LeRoy Meisinger was a U.S. Weather Bureau meteorologist and aeronaut who worked vigorously to bring meteorology to the aid of aviation in the post–World War I period. He was killed at the age of 29 in a scientific ballooning accident that has been detailed in a companion paper by Lewis and Moore. Meisinger's personality and scientific profile are reconstructed by examination of his oeuvre, which contains research contributions augmented by popular articles in the magazines of the period.

Meisinger's personal characteristics were those of a quiet, scholarly man with strong interests in science, music, and art. His experiences as a Signal Corps weather officer during World War I inclined him toward a career in meteorology. While stationed at the Fort Omaha Balloon School, he became intrigued with the possibilities of using the free balloon as a platform for tracking air currents.

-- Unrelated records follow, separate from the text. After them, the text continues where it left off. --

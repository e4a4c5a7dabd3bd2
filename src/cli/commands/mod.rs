//! CLI command implementations

pub mod add;
pub mod completions;
pub mod init;
pub mod rm;
pub mod show;
//! `partdb show` command - dump database contents

use miette::{IntoDiagnostic, Result};

use crate::cli::helpers::{print_error, render_table};
use crate::components::MINIMAL_COLUMNS;
use crate::core::{Context, Dump};

#[derive(clap::Args, Debug)]
pub struct ShowArgs {
    /// Only these tables (default: all)
    #[arg(long, num_args = 1.., value_name = "TABLE")]
    pub tables: Vec<String>,

    /// Only these columns, in this order
    #[arg(long, num_args = 1.., value_name = "COLUMN", conflicts_with_all = ["minimal_columns", "all_columns"])]
    pub columns: Vec<String>,

    /// Distributor part numbers plus symbol and footprint
    #[arg(long, conflicts_with = "all_columns")]
    pub minimal_columns: bool,

    /// Every column of every selected table, sorted by name
    #[arg(long)]
    pub all_columns: bool,

    /// Output CSV instead of a table
    #[arg(long)]
    pub csv: bool,

    /// List table names and nothing else
    #[arg(long)]
    pub table_names_only: bool,
}

pub fn run(args: ShowArgs, ctx: &Context) -> Result<()> {
    let db = ctx.open_db()?;

    if args.table_names_only {
        for name in db.table_names()? {
            println!("{name}");
        }
        return Ok(());
    }

    let columns: Vec<String> = if args.minimal_columns {
        MINIMAL_COLUMNS.iter().map(|c| c.to_string()).collect()
    } else if args.all_columns {
        Vec::new()
    } else {
        args.columns.clone()
    };

    let dump = db.dump(&args.tables, &columns)?;
    if !dump.invalid_tables.is_empty() {
        print_error(format!(
            "skipping nonexistent tables: {}",
            dump.invalid_tables.join(", ")
        ));
    }
    if !dump.invalid_columns.is_empty() {
        print_error(format!(
            "skipping nonexistent columns: {}",
            dump.invalid_columns.join(", ")
        ));
    }

    if dump.rows.is_empty() {
        return Ok(());
    }

    if args.csv {
        print!("{}", to_csv(&dump)?);
    } else {
        println!("{}", render_table(&dump.columns, &dump.rows));
    }
    Ok(())
}

fn to_csv(dump: &Dump) -> Result<String> {
    let mut writer = csv::Writer::from_writer(vec![]);
    writer.write_record(&dump.columns).into_diagnostic()?;
    for row in &dump.rows {
        writer.write_record(row).into_diagnostic()?;
    }
    let bytes = writer.into_inner().into_diagnostic()?;
    String::from_utf8(bytes).into_diagnostic()
}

As a research meteorologist with the U.S. Weather Bureau after the war, Meisinger melded adventurous scientific ballooning with the more painstaking and arduous task of scrutinizing data from the limited upper-air network of kite stations. His principal research contribution was a form of differential analysis that extrapolated surface data to the 1- and 2-km levels by using climatological statistics from the upper-air network. The impressive line of research he pioneered at the bureau came to an immediate and abrupt end with his accidental death in 1924.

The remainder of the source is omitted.